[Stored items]

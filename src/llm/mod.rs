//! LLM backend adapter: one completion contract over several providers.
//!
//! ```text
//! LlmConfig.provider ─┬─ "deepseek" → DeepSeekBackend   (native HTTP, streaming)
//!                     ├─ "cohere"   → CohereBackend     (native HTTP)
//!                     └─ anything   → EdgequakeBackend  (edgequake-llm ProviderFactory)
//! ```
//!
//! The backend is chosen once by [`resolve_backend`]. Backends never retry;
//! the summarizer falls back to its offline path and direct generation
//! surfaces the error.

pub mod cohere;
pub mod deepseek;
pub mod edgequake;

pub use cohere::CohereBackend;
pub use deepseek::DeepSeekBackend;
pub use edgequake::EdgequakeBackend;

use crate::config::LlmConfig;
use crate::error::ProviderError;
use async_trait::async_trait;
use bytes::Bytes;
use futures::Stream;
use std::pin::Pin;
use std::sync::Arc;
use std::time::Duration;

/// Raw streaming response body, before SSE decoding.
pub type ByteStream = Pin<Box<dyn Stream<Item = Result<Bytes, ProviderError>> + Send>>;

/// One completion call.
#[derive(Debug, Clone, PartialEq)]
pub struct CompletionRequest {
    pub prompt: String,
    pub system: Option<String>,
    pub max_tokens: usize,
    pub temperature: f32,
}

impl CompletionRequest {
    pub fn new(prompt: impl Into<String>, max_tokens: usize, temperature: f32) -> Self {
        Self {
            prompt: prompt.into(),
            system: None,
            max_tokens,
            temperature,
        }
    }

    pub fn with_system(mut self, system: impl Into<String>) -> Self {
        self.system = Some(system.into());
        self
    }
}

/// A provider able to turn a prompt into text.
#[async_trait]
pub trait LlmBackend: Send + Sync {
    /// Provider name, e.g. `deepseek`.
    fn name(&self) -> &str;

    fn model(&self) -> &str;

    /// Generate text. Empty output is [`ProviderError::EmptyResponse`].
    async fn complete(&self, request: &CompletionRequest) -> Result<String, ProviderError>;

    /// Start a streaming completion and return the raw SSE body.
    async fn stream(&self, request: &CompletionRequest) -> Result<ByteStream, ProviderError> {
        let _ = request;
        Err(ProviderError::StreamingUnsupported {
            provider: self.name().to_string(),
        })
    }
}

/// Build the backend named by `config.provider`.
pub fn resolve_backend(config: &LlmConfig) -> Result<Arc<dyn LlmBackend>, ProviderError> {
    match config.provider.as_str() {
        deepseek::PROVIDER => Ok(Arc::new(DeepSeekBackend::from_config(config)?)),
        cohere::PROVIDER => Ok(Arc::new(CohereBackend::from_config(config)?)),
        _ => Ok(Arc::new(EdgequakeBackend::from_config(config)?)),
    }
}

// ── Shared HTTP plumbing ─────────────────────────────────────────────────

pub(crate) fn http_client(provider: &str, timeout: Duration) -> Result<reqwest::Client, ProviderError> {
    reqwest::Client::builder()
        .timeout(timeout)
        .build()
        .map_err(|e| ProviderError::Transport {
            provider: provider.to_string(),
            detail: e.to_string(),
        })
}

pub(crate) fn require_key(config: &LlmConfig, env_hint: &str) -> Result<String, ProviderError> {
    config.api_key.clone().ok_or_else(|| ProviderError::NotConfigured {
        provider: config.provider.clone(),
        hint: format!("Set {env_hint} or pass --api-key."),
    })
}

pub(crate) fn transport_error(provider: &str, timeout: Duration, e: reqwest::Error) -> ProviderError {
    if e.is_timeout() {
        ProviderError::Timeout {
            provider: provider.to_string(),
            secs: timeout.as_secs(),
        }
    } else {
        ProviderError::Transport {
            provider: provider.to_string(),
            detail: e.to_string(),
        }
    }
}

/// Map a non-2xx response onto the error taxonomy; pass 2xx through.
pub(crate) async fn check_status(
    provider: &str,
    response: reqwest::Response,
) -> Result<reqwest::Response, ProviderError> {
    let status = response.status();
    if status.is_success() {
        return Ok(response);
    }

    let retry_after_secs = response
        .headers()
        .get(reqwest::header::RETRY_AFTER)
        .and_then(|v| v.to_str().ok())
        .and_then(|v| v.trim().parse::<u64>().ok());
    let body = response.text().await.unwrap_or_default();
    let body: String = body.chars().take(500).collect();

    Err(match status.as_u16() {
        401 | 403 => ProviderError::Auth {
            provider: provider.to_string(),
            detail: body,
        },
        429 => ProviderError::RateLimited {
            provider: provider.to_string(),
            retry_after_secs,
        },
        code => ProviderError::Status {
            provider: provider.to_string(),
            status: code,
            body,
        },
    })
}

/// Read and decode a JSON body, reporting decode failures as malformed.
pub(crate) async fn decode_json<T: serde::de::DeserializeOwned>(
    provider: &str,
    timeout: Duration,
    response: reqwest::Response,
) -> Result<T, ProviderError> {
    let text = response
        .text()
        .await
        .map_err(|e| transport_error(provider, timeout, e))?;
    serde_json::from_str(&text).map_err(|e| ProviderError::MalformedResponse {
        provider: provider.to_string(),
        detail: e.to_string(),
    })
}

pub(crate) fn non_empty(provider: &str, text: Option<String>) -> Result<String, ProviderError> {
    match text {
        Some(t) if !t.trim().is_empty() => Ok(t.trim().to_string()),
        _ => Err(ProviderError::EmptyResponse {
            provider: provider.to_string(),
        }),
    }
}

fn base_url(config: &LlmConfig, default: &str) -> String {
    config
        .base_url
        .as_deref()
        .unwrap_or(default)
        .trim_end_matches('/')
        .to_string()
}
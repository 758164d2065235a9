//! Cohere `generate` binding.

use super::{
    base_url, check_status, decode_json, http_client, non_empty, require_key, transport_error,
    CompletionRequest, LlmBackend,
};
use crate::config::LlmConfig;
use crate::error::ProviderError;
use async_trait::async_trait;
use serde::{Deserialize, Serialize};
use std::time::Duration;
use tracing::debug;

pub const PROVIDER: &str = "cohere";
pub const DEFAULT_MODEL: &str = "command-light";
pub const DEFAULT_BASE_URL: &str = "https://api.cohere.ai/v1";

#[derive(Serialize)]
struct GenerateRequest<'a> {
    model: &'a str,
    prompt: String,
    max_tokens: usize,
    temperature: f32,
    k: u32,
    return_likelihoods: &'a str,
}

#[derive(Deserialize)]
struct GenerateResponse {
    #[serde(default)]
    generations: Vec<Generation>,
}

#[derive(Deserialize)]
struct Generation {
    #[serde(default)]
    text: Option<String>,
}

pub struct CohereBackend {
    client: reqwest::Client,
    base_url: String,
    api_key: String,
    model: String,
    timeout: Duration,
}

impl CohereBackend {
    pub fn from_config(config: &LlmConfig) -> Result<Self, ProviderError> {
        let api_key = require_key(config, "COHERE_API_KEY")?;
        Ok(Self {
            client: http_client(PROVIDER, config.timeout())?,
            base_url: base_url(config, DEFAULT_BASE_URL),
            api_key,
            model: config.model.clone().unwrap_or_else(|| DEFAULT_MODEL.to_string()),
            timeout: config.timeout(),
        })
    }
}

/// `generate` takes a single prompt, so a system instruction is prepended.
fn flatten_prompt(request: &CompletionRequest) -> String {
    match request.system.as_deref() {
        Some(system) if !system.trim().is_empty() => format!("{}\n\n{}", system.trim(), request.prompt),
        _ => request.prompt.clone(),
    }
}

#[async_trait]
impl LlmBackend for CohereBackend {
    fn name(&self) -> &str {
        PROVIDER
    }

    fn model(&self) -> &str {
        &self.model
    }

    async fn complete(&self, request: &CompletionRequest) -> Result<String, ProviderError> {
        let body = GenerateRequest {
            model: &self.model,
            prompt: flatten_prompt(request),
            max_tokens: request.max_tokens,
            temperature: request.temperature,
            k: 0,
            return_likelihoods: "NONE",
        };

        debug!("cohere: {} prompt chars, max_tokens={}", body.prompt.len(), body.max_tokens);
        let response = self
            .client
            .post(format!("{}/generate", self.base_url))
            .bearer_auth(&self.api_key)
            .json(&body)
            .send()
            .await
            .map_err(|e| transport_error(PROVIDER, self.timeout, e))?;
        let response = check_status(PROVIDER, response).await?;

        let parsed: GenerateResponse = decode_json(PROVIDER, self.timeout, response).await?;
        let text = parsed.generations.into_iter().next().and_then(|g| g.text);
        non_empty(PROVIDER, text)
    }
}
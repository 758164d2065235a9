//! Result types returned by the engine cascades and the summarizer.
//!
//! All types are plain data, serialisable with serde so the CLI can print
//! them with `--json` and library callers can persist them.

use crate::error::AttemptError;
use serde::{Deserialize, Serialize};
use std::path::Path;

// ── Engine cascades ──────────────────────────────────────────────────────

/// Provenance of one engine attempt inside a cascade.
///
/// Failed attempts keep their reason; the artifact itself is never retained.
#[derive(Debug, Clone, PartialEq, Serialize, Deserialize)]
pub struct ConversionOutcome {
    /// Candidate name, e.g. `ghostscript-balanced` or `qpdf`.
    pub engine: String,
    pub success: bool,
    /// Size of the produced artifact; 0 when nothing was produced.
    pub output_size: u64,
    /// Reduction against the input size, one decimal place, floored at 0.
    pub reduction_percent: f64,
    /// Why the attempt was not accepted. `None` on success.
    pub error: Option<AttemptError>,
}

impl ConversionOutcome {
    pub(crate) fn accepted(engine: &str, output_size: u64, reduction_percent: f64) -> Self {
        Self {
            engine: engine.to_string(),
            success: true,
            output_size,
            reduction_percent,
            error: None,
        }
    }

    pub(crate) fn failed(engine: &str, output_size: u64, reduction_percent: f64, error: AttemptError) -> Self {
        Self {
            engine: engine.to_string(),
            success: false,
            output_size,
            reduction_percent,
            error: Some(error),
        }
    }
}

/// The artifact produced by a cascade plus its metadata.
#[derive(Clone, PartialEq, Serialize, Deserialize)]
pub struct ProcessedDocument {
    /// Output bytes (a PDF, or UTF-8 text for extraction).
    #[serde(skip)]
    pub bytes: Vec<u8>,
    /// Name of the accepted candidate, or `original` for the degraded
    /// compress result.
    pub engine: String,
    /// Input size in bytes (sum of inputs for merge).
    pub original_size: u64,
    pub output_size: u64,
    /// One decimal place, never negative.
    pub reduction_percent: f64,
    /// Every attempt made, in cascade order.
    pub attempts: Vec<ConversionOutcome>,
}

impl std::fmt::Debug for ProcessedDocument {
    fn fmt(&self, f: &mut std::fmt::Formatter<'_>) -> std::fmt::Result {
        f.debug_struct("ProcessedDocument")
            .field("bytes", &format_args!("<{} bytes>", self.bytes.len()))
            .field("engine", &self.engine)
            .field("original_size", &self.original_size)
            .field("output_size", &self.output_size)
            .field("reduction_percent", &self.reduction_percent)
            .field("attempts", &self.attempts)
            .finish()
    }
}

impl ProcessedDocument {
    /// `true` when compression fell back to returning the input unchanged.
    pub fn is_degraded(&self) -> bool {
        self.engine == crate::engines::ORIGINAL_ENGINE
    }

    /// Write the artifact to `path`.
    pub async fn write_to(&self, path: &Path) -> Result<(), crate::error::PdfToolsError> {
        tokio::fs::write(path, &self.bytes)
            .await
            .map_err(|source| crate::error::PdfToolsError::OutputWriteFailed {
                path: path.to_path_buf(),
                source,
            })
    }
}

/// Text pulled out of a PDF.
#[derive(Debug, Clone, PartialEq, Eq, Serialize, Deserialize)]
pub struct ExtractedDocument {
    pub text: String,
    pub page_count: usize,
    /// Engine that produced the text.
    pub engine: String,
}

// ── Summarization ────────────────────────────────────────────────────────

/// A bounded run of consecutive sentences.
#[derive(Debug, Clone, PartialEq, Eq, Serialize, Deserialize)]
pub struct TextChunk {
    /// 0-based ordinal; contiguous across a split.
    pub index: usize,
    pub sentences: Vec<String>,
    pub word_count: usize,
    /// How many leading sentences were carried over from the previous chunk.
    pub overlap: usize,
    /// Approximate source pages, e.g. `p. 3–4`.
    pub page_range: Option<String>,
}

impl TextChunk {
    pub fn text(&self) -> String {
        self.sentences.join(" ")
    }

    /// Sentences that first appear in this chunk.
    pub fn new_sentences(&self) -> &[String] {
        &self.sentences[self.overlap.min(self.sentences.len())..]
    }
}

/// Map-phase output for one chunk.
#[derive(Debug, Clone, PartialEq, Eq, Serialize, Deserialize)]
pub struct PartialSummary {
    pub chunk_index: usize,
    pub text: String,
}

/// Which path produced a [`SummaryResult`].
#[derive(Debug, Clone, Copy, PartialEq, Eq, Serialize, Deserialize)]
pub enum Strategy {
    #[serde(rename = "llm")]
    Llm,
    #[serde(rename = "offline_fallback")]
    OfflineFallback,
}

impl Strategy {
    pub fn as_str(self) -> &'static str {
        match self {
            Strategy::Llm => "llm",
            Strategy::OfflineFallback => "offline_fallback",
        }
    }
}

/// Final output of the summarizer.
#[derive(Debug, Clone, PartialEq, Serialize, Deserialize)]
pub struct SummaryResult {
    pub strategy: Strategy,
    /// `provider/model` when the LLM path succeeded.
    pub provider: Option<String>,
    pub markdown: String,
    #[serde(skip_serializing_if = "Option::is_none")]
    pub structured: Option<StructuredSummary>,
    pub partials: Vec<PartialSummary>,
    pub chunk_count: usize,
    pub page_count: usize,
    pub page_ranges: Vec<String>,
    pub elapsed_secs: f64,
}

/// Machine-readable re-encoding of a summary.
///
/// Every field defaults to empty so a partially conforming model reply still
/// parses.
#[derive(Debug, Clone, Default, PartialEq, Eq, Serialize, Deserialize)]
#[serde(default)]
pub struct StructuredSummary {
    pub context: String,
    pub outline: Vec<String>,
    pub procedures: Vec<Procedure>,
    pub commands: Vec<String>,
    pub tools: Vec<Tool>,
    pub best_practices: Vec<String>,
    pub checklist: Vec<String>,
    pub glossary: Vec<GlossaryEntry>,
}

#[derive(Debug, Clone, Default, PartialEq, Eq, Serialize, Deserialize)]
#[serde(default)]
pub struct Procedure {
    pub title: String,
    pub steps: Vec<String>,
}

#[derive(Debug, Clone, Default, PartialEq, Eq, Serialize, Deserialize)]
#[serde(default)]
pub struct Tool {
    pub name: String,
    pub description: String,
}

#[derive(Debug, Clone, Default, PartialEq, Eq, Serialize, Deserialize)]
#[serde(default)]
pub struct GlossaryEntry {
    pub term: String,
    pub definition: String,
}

--- EXERCISE PROMPT ---
Your response should be made up of the lines in the data that contain the word "SummaryResult".

--- ANSWER SPACE ---
/// Which path produced a [`SummaryResult`].
pub struct SummaryResult {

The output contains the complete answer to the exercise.